Dataset excerpts:
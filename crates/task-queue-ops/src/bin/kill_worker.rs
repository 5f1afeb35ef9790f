use clap::Parser;
use task_queue_ops::cli::CommonArgs;
use task_queue_ops::process::SystemProcessTable;
use task_queue_ops::{identity, kill_worker, logging, OpsConfig, Prompt};

#[derive(Parser, Debug)]
#[command(name = "tq-kill-worker")]
#[command(about = "Kill the local worker serving <user>@<host>", long_about = None)]
struct Args {
    #[command(flatten)]
    common: CommonArgs,
}

fn main() -> anyhow::Result<()> {
    let args = Args::parse();
    logging::init(args.common.verbose);

    let config = OpsConfig::load(&args.common)?;
    let signal = config.kill_signal()?;
    let queue = identity::local_worker_name()?;

    let table = SystemProcessTable::snapshot();
    let mut prompt = Prompt::stdio();
    kill_worker::kill_worker(&table, &mut prompt, &queue, signal)?;

    Ok(())
}
use crate::{TaskError, TaskId, TaskName, Result};
use chrono::{DateTime, Utc};
use serde::{Deserialize, Serialize};
use std::collections::BTreeMap;
use std::fmt;
use std::str::FromStr;

/// Name a worker registers under, conventionally `<user>@<host>`
#[derive(Debug, Clone, PartialEq, Eq, PartialOrd, Ord, Hash, Serialize, Deserialize)]
#[serde(transparent)]
pub struct WorkerName(String);

impl WorkerName {
    pub fn new(name: impl Into<String>) -> Result<Self> {
        let name = name.into();
        if name.trim().is_empty() {
            return Err(TaskError::InvalidWorkerName(name));
        }
        Ok(WorkerName(name))
    }

    /// Build the `<user>@<host>` name used for a local worker and its queue
    pub fn for_local(user: &str, host: &str) -> Self {
        WorkerName(format!("{}@{}", user, host))
    }

    pub fn as_str(&self) -> &str {
        &self.0
    }

    /// User part of a `<user>@<host>` name
    pub fn user(&self) -> Option<&str> {
        self.0.split_once('@').map(|(user, _)| user)
    }

    /// Host part of a `<user>@<host>` name
    pub fn host(&self) -> Option<&str> {
        self.0.split_once('@').map(|(_, host)| host)
    }
}

impl fmt::Display for WorkerName {
    fn fmt(&self, f: &mut fmt::Formatter<'_>) -> fmt::Result {
        f.write_str(&self.0)
    }
}

impl FromStr for WorkerName {
    type Err = TaskError;

    fn from_str(s: &str) -> Result<Self> {
        WorkerName::new(s.trim())
    }
}

impl AsRef<str> for WorkerName {
    fn as_ref(&self) -> &str {
        &self.0
    }
}

/// A task a worker reports as currently executing
#[derive(Debug, Clone, PartialEq, Eq, Serialize, Deserialize)]
pub struct ActiveTask {
    pub id: TaskId,

    pub name: TaskName,

    /// Pool process running the task, if the worker reports it
    pub worker_pid: Option<u32>,

    pub started_at: Option<DateTime<Utc>>,
}

impl ActiveTask {
    pub fn new(id: TaskId, name: impl Into<TaskName>) -> Self {
        ActiveTask {
            id,
            name: name.into(),
            worker_pid: None,
            started_at: None,
        }
    }
}

/// Inspection reply: every responding worker and its active tasks
#[derive(Debug, Clone, Default, PartialEq, Eq, Serialize, Deserialize)]
#[serde(transparent)]
pub struct ActiveTasks(BTreeMap<WorkerName, Vec<ActiveTask>>);

impl ActiveTasks {
    pub fn new() -> Self {
        Self::default()
    }

    pub fn insert(&mut self, worker: WorkerName, tasks: Vec<ActiveTask>) {
        self.0.insert(worker, tasks);
    }

    pub fn get(&self, worker: &WorkerName) -> Option<&[ActiveTask]> {
        self.0.get(worker).map(Vec::as_slice)
    }

    /// Workers with at least one active task, in name order
    pub fn busy_workers(&self) -> Vec<&WorkerName> {
        self.0
            .iter()
            .filter(|(_, tasks)| !tasks.is_empty())
            .map(|(worker, _)| worker)
            .collect()
    }

    /// Total number of active tasks across all workers
    pub fn total(&self) -> usize {
        self.0.values().map(Vec::len).sum()
    }

    pub fn iter(&self) -> impl Iterator<Item = (&WorkerName, &[ActiveTask])> {
        self.0.iter().map(|(worker, tasks)| (worker, tasks.as_slice()))
    }
}

impl FromIterator<(WorkerName, Vec<ActiveTask>)> for ActiveTasks {
    fn from_iter<I: IntoIterator<Item = (WorkerName, Vec<ActiveTask>)>>(iter: I) -> Self {
        ActiveTasks(iter.into_iter().collect())
    }
}
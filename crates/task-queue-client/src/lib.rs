mod async_client;
mod sync_client;

pub use async_client::TaskQueueAsyncClient;
pub use sync_client::TaskQueueClient;

use async_trait::async_trait;
use std::time::Duration;
use task_queue_core::{ActiveTasks, RevokeSignal, TaskHandle, TaskId, TaskSignature};
use thiserror::Error;

/// Default bound on a single broker round-trip
pub const DEFAULT_REQUEST_TIMEOUT: Duration = Duration::from_secs(5);

/// Default time the broker waits for inspection replies from workers
pub const DEFAULT_INSPECT_TIMEOUT: Duration = Duration::from_secs(1);

#[derive(Error, Debug)]
pub enum ClientError {
    #[error("Connection error: {0}")]
    ConnectionError(String),

    #[error("Protocol error: {0}")]
    ProtocolError(String),

    #[error("Timeout")]
    Timeout,

    #[error("Server error: {0}")]
    ServerError(String),
}

pub type Result<T> = std::result::Result<T, ClientError>;

/// Broker operations the operator tools rely on
#[async_trait]
pub trait TaskQueueControl: Send + Sync {
    /// Publish a task and return its handle
    async fn send_task(&self, signature: TaskSignature) -> Result<TaskHandle>;

    /// Revoke a task, optionally terminating it if already running
    async fn revoke(&self, task_id: TaskId, terminate: bool, signal: RevokeSignal) -> Result<()>;

    /// Active tasks of every worker that answered
    async fn inspect_active(&self) -> Result<ActiveTasks>;
}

Required action:
The line containing "if already running" marks where to begin; the last line of the records marks where to stop. Copy both and all between, exactly.

Solution to this exercise:
    /// Revoke a task, optionally terminating it if already running
    async fn revoke(&self, task_id: TaskId, terminate: bool, signal: RevokeSignal) -> Result<()>;

    /// Active tasks of every worker that answered
    async fn inspect_active(&self) -> Result<ActiveTasks>;
}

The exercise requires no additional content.